Written by Chris Floyd 15 March 2011 9754 Hits

A comment appeared on the website the other day from someone who seemed driven to utter despair -- even to the consideration of suicide -- by the current state of our politics. This was disturbing enough, but I was also struck -- jarred -- by this remark: "Sharing Floyd's views and values is literally disabling."

I thought this warranted a more substantial reply than a quick riposte in a comment thread. So below is the original message from the reader, followed by my  response. (The post in question, by the way, was "Of Arms and the Man: War-Profiteers and Progressives Make Common Cause for Obama.")
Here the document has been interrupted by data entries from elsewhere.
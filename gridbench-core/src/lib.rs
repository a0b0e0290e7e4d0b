#![warn(missing_docs)]
//! Gridbench Core - Execution Engine
//!
//! Provides the benchmark execution machinery:
//! - FIFO work queue with grouped output scopes
//! - Parameter grid expansion with per-option filters
//! - Warmup probe classification (skip / marginal / measure)
//! - Budget-normalized throughput measurement
//! - Suite registry backed by `inventory`

mod classify;
mod console;
mod grid;
mod job;
mod measure;
mod memory;
mod session;
mod suite;

pub use classify::{classify, Classification, MARGINAL_THROUGHPUT};
pub use console::Console;
pub use grid::{expand_grid, CaseData, Combination, DimOption, Dimension, GridError, GridPlan, LabelMap};
pub use job::{CaseError, CaseRecord, GridBench, Job, Phase, PreState, SimpleBench};
pub use measure::{
    pin_to_cpu, pinned_cpu_count, throughput, RepetitionEngine, Timing, WallClockEngine,
};
pub use memory::{trim_memory, HAS_MEMORY_TRIM};
pub use session::{Harness, QueueEntry, RunSummary, RunTotals, SessionConfig};
pub use suite::{LoadError, RegistryLoader, SuiteLoader};

/// A registered benchmark definition file.
///
/// Submitted via the `suite!` macro in the facade crate and collected
/// through `inventory`. The `register` function runs synchronously when
/// discovery appends the matching path, enqueueing its benchmarks
/// before it returns.
#[derive(Debug, Clone, Copy)]
pub struct SuiteDef {
    /// Path this suite answers to during discovery.
    pub path: &'static str,
    /// Registration entry point executed at load time.
    pub register: fn(&Harness),
}

inventory::collect!(SuiteDef);

/// Anchor to prevent LTO from stripping inventory registrations
#[used]
#[doc(hidden)]
pub static REGISTRY_ANCHOR: fn() = || {
    for _ in inventory::iter::<SuiteDef> {}
};
//! `envelope-api` - A small in-memory envelope budgeting service over HTTP
//!
//! This crate tracks named envelopes (budget categories) with a budget cap and a current
//! balance, supports creating, reading, updating and deleting them, moves funds between them,
//! and computes a flat allowance-versus-expenses summary.

// Deny the most critical lints that could lead to bugs or security issues
#![deny(
    // Security and correctness
    unsafe_code,
    unsafe_op_in_unsafe_fn,

    // Code quality - things that are almost always bugs
    unreachable_code,
    unreachable_patterns,
    unused_must_use,

    // Documentation - broken links are bugs
    rustdoc::broken_intra_doc_links,
    rustdoc::private_intra_doc_links,
)]
// Warn on things that should be fixed but aren't necessarily bugs
#![warn(
    // Documentation - missing docs should be added gradually
    missing_docs,

    // Clippy categories for overall code quality
    clippy::all,
    clippy::pedantic,
    clippy::nursery,

    // Performance
    clippy::inefficient_to_string,
    clippy::large_types_passed_by_value,
    clippy::needless_pass_by_value,
    clippy::unnecessary_wraps,

    // Correctness
    clippy::clone_on_ref_ptr,
    clippy::dbg_macro,
    clippy::exit,
    clippy::expect_used,
    clippy::float_cmp,
    clippy::panic,
    clippy::todo,
    clippy::unimplemented,
    clippy::unwrap_used,

    // Complexity and readability
    clippy::cognitive_complexity,
    clippy::large_enum_variant,
    clippy::match_same_arms,
    clippy::too_many_lines,

    // Style consistency
    clippy::enum_glob_use,
    clippy::inconsistent_struct_constructor,
    clippy::missing_errors_doc,
    clippy::missing_panics_doc,
    clippy::must_use_candidate,
    clippy::redundant_closure_for_method_calls,
    clippy::semicolon_if_nothing_returned,
    clippy::wildcard_imports,

    // Future compatibility
    future_incompatible,
    rust_2018_idioms,
)]
// Allow some pedantic lints that are too noisy or not applicable
#![allow(
    clippy::module_name_repetitions,  // Common pattern in Rust
    clippy::missing_errors_doc,        // Will add gradually
    clippy::missing_panics_doc,        // Will add gradually
)]

/// HTTP interface - routes, shared state and handlers
pub mod api;
/// Configuration management for the listener and flat budget defaults
pub mod config;
/// Core business logic - framework-agnostic ledger and calculator
pub mod core;
/// Unified error types and result handling
pub mod errors;

#[cfg(test)]
pub mod test_utils;
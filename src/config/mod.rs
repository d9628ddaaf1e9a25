//! Configuration management: `config.toml` plus environment overrides.

/// Application configuration file loading
pub mod app;

/// Listener address configuration
pub mod server;

pub use app::{AppConfig, load_app_configuration};
pub use server::ServerConfig;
From "Pinquot": Is there anything we can do? By which I mean, is there anything I can do?

I try to be noisy about this stuff. I incessantly remind my "progressive" friends what the leader most of them still embrace is doing -- and (if they're still listening) how this is merely the latest manifestation of the fact that our entire civilization is intractably toxic and unconscionable, past and present. I've lost friends. I've insulted my own family. The ones I keep have mostly learned to tune me out or shrug helplessly -- and indeed, what more can they do? I don't even have the heart to mouth off about this to my own mother (an Obama supporter) anymore -- God help me, I do so want her to be happy.

My best friend opined that what's so obnoxious about me is that everything I say is completely intellectually and philosophically valid -- it's just practically incompatible with any degree of social functionality. I do not disagree.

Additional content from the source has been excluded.